# New combi valve? 06 jetta 52k



## ggencev (Nov 18, 2005)

I recently took my car to the dealer for a check engine light. They said they need to replace to combi valve and it would cost $420.
What are the consequences of not replacing this? I don't want to spend $420 for a part that does nothing.
And how hard is this to do myself?


----------



## Audi4u (Jun 29, 2002)

what did the code say?


----------



## ggencev (Nov 18, 2005)

*Re: (Audi4u)*

secondary air system malfunction. They didn't give me the actual code #.


----------



## sharons03jetta (Jul 6, 2005)

*Re: (ggencev)*

Ive got one lying around.... pm me if you need it... wouldnt be very hard to install...


----------



## ggencev (Nov 18, 2005)

*Re: (sharons03jetta)*

So how exactly would I install it?
Just of curiosity, why do you have an extra 06 jetta combi-valve laying around?


----------



## Blitzkrieg'nBunny (Feb 11, 2007)

combi valve, is that like an EGR? or.... and to ggencev im under the impression its unplug the connector at the top, pull off the hose, and unbolt it, i believe its located on the top of the motor leftside i beleive


----------



## ggencev (Nov 18, 2005)

*Re: (Blitzkrieg'nBunny)*

Is it really that simple?
Once I do that would I need to do anything to clear the cell or should that auto-clear?


----------



## sharons03jetta (Jul 6, 2005)

*Re: (ggencev)*

i have a spare engine... came with it and dont need it..... just let me know..


----------



## jtrujillo86 (Aug 21, 2005)

Why wouldn't VW cover this under warranty. Your car is still within the 50K mile bumper to bumper warranty and you're still within the time frame. 
- Jeremy.


----------



## [email protected] (May 13, 2005)

*Re: (jtrujillo86)*

unplug it and wire in a resistor so the computer thinks it works, SStune also sells block offs if you wanna clean up the engine bay too


----------



## bluegraph (Sep 5, 2006)

*Re: New combi valve? 06 jetta 52k (ggencev)*

Push to get this covered at least partly by the bumper-to-bumper warranty. If this happened to you at 52k miles, you should be able to get them to at least cover the cost of the part and you cover labor (2 hours tops!). Although, I could see a strong argument of being covered under the 5yr / 60k mile powertrain warranty. It's definitely part of the engine and can't be considered a wear item.
You could also argue that this is part of the emissions control of the car. I believe that's even higher... something like 8yrs / 80k miles, but I'm not sure what it is off the top of my head.


----------



## jtrujillo86 (Aug 21, 2005)

*Re: New combi valve? 06 jetta 52k (bluegraph)*


_Quote, originally posted by *bluegraph* »_
You could also argue that this is part of the emissions control of the car. I believe that's even higher... something like 8yrs / 80k miles, but I'm not sure what it is off the top of my head.

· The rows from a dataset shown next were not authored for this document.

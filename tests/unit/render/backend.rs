use std::sync::Arc;

use super::*;
use crate::{
    assets::store::AssetKind,
    compose::plan::TextPlacement,
    foundation::error::SunflowerError,
};

#[derive(Default)]
struct MockSurface {
    calls: Vec<String>,
    canvas: Option<Canvas>,
}

impl DrawSurface for MockSurface {
    fn begin_frame(&mut self, canvas: Canvas) -> SunflowerResult<()> {
        self.calls.push("begin".to_owned());
        self.canvas = Some(canvas);
        Ok(())
    }

    fn clear(&mut self, _color: Rgba8) -> SunflowerResult<()> {
        self.calls.push("clear".to_owned());
        Ok(())
    }

    fn draw_image_region(
        &mut self,
        image: &PreparedImage,
        _src: Rect,
        _dst: Rect,
    ) -> SunflowerResult<()> {
        self.calls
            .push(format!("region {}x{}", image.width, image.height));
        Ok(())
    }

    fn draw_image_transformed(
        &mut self,
        image: &PreparedImage,
        _transform: Affine,
        opacity: f32,
    ) -> SunflowerResult<()> {
        self.calls.push(format!(
            "transformed {}x{} @{opacity}",
            image.width, image.height
        ));
        Ok(())
    }

    fn fill_rect(&mut self, _rect: Rect, _color: Rgba8) -> SunflowerResult<()> {
        self.calls.push("fill_rect".to_owned());
        Ok(())
    }

    fn draw_text(&mut self, text: &TextOp) -> SunflowerResult<()> {
        self.calls.push(format!("text {}", text.text));
        Ok(())
    }

    fn finish_frame(&mut self) -> SunflowerResult<FrameRGBA> {
        self.calls.push("finish".to_owned());
        let canvas = self
            .canvas
            .ok_or_else(|| SunflowerError::render("finish before begin"))?;
        Ok(FrameRGBA {
            width: canvas.width,
            height: canvas.height,
            data: vec![0; (canvas.width * canvas.height * 4) as usize],
            premultiplied: true,
        })
    }
}

fn assets() -> AssetSet {
    AssetSet::from_fn(|kind| {
        let side = 1 + AssetKind::ALL.iter().position(|k| *k == kind).unwrap() as u32;
        Ok(PreparedImage {
            width: side,
            height: side,
            rgba8_premul: Arc::new(vec![0; (side * side * 4) as usize]),
        })
    })
    .unwrap()
}

#[test]
fn execute_plan_replays_ops_in_order_and_resolves_assets() {
    let canvas = Canvas {
        width: 4,
        height: 3,
    };
    let mut plan = FramePlan::new(canvas);
    plan.push(DrawOp::Clear {
        color: Rgba8::WHITE,
    });
    plan.push(DrawOp::ImageRegion {
        asset: AssetKind::Stem,
        src: Rect::new(0.0, 0.0, 1.0, 1.0),
        dst: Rect::new(0.0, 0.0, 1.0, 1.0),
    });
    plan.push(DrawOp::ImageTransformed {
        asset: AssetKind::Photo,
        transform: Affine::IDENTITY,
        opacity: 0.5,
    });
    plan.push(DrawOp::FillRect {
        rect: Rect::new(0.0, 0.0, 1.0, 1.0),
        color: Rgba8::LIGHT_GRAY,
    });
    plan.push(DrawOp::Text(TextOp {
        text: "hi".to_owned(),
        bounds: Rect::new(0.0, 0.0, 4.0, 3.0),
        size_px: 40.0,
        color: Rgba8::BLACK,
        placement: TextPlacement::Centered,
    }));

    let mut surface = MockSurface::default();
    let frame = execute_plan(&mut surface, &plan, &assets()).unwrap();

    assert_eq!(
        surface.calls,
        vec![
            "begin",
            "clear",
            "region 4x4",
            "transformed 7x7 @0.5",
            "fill_rect",
            "text hi",
            "finish",
        ]
    );
    assert_eq!((frame.width, frame.height), (4, 3));
    assert_eq!(frame.pixel(3, 2), Some([0, 0, 0, 0]));
    assert_eq!(frame.pixel(4, 0), None);
}

#[test]
fn execute_plan_rejects_empty_canvas() {
    let plan = FramePlan::new(Canvas {
        width: 0,
        height: 3,
    });
    let mut surface = MockSurface::default();
    let err = execute_plan(&mut surface, &plan, &assets()).unwrap_err();
    assert!(matches!(err, SunflowerError::Validation(_)));
    assert!(surface.calls.is_empty());
}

x2 http://****************.com/smile/emthup.gif When I first posted here, I didn't realize your title said 52K miles. It is part of the emission control system, so try what BlueGraph mentioned. Even though this can be cheap to do yourself, you might as well try to get it covered.
- Jeremy.


----------



## sharons03jetta (Jul 6, 2005)

*Re: New combi valve? 06 jetta 52k (jtrujillo86)*

let me know if they dont fix it for you.... Ive still got a spare combi valve....


----------



## mujjuman (Jul 29, 2004)

*Re: New combi valve? 06 jetta 52k (sharons03jetta)*


_Quote, originally posted by *sharons03jetta* »_let me know if they dont fix it for you.... Ive still got a spare combi valve.... 

spare engines ftw


----------



## bluegraph (Sep 5, 2006)

*Re: New combi valve? 06 jetta 52k (bluegraph)*

Any update on this? I actually am having a similar problem and want to know what ended up happening


----------



## jtrujillo86 (Aug 21, 2005)

These seem to be a weak point on the 2.5 engines. Our 2005.5 threw two CELs in 70K miles, indicating improper airflow from the axillary air injection pump. Each time the dealer cleared the code and didn't replace anything, saying if it happened a third time, they'd replace the combi valve. Hrmmmm...
- Jeremy.


----------



## cascur (Feb 12, 2009)

Ok well a bit off topic but I can't find it anywhere else. I can't get the secondary air intake hose to plug into the combi valve. I bought the hose new and it won't snap on. I tried everything short of gluing the damn thing down. Any ideas?


----------



## saransh (Mar 8, 2018)

*Did anyone replace this*

I got a replacement valve, trying to resolve p0491 issue, checked all other components, can only be a faulty combi valve, got the 2 screws that connect to the vaccum line on the side off and also the top 2 that go on the back off. 

The 2 that go on the bottom of the combi valve are really had to get to, any suggestions what tools to use or how to get to the remaining screws.


----------